In the entries that follow, how many lines contain the word "BeamConfig"? Answer with the number only.
[Opening Input material section]
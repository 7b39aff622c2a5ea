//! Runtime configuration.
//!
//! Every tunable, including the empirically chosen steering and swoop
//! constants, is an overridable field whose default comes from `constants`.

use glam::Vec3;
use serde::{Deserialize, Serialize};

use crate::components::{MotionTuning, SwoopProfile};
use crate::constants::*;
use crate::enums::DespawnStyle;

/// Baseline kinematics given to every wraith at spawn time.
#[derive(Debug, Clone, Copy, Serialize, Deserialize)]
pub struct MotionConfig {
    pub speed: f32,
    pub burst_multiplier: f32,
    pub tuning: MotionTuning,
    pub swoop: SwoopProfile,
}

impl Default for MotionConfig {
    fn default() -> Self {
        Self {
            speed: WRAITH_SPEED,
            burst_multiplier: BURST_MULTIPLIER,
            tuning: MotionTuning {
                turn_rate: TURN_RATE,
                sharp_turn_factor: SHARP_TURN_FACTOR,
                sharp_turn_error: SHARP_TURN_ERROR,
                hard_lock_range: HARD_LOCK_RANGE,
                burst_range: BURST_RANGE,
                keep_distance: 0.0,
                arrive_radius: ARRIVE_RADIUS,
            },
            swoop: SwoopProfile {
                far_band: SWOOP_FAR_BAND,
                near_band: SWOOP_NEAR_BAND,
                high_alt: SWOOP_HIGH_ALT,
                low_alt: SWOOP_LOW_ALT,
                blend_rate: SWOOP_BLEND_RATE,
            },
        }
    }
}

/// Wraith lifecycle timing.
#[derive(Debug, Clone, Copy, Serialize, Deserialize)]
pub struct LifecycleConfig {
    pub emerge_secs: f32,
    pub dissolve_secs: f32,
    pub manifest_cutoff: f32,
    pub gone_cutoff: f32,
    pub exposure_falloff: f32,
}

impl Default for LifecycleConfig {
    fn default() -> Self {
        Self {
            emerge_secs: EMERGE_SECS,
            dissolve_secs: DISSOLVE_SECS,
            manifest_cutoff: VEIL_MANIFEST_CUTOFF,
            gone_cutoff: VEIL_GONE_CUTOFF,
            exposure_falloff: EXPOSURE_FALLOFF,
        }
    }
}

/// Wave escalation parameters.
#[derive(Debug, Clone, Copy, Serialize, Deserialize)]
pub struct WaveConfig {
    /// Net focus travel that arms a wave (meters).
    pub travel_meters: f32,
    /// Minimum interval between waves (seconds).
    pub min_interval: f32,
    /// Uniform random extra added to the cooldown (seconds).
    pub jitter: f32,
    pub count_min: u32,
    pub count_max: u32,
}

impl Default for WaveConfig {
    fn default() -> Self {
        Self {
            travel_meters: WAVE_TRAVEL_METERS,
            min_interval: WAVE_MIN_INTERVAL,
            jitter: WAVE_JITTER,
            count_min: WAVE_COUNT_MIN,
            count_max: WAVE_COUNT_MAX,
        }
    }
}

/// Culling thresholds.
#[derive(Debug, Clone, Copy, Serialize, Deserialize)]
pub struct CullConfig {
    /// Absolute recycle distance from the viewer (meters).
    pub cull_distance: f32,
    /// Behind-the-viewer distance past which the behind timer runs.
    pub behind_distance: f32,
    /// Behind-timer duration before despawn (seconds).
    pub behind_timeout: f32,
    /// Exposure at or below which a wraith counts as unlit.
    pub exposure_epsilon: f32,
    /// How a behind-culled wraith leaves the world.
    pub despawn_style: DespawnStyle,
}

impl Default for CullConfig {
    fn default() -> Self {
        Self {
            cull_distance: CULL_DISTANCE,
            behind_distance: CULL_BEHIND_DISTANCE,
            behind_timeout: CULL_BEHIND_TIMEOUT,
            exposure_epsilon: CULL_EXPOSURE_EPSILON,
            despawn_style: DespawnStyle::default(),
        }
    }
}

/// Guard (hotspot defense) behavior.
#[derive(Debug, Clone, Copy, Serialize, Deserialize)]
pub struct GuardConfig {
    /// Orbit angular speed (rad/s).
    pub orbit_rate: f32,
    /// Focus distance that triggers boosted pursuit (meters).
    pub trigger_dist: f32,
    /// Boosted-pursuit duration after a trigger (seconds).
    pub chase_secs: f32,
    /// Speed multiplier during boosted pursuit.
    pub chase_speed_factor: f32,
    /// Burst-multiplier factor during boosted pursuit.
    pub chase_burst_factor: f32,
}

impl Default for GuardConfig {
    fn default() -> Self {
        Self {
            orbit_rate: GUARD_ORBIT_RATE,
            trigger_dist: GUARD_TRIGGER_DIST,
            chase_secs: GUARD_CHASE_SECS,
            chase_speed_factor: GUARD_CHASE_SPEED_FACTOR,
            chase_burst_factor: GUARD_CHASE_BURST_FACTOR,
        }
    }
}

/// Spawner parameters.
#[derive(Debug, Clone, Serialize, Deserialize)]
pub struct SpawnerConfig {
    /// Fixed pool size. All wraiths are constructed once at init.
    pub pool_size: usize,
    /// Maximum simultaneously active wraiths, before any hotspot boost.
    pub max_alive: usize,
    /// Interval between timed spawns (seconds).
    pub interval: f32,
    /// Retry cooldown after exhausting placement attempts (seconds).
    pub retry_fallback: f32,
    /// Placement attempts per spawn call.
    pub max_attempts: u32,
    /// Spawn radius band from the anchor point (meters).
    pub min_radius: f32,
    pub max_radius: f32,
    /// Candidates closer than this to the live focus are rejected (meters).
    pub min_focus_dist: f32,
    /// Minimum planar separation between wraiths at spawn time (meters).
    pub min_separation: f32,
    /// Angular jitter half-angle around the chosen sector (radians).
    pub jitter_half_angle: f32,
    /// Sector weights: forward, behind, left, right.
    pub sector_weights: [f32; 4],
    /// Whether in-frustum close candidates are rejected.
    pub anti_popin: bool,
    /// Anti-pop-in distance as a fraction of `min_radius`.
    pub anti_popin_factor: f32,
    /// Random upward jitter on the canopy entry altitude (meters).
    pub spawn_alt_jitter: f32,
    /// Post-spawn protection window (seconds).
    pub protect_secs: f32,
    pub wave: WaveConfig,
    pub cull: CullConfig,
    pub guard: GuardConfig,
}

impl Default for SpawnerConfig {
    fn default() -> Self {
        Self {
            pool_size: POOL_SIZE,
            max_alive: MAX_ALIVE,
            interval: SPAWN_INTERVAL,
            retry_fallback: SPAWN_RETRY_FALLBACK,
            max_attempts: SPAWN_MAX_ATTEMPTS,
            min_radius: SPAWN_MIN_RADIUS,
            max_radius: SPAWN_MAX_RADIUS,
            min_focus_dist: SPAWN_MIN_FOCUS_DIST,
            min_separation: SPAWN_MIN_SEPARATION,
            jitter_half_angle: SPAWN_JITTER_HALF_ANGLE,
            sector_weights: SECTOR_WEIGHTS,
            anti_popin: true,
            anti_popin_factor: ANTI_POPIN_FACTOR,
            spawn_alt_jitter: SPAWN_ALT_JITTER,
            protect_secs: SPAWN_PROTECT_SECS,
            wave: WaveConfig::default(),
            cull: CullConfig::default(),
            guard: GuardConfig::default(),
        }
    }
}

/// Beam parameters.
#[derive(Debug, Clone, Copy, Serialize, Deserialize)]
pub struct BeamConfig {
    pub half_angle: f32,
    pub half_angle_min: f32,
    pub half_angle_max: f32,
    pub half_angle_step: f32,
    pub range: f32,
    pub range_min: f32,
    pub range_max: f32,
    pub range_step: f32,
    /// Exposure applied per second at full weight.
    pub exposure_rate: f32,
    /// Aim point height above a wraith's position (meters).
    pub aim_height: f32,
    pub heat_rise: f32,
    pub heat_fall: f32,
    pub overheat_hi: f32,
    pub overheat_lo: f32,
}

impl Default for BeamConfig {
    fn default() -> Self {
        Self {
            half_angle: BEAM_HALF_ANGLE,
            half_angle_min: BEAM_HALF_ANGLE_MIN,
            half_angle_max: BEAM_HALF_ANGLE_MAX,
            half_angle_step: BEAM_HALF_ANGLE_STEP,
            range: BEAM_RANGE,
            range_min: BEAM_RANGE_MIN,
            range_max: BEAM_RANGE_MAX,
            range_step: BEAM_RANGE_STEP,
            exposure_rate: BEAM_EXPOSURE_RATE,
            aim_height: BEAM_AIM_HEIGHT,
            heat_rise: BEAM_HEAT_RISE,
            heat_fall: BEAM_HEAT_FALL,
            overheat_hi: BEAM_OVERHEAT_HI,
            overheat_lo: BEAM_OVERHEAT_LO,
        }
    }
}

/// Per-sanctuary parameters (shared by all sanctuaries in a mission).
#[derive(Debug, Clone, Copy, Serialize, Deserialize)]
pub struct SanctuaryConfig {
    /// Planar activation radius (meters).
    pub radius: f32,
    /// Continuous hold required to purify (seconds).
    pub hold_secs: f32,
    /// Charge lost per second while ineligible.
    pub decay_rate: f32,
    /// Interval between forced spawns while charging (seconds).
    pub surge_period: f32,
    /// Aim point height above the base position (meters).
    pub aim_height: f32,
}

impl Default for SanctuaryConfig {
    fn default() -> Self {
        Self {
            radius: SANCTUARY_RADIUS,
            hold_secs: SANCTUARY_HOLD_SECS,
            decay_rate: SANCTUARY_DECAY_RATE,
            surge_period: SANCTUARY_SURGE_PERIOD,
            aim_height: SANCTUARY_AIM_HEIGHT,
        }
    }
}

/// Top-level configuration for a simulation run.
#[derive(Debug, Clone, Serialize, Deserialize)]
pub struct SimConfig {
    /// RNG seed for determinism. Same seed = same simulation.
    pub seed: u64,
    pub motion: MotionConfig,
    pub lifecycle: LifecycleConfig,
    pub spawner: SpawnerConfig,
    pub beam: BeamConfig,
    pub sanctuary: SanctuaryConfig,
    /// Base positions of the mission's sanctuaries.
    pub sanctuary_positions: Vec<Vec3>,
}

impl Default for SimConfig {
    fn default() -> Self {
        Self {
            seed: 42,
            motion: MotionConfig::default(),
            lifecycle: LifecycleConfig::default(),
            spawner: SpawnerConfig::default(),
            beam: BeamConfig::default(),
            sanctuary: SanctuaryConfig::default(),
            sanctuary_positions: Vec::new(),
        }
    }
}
[Closing Input material section]
→ **Exercise solution**
4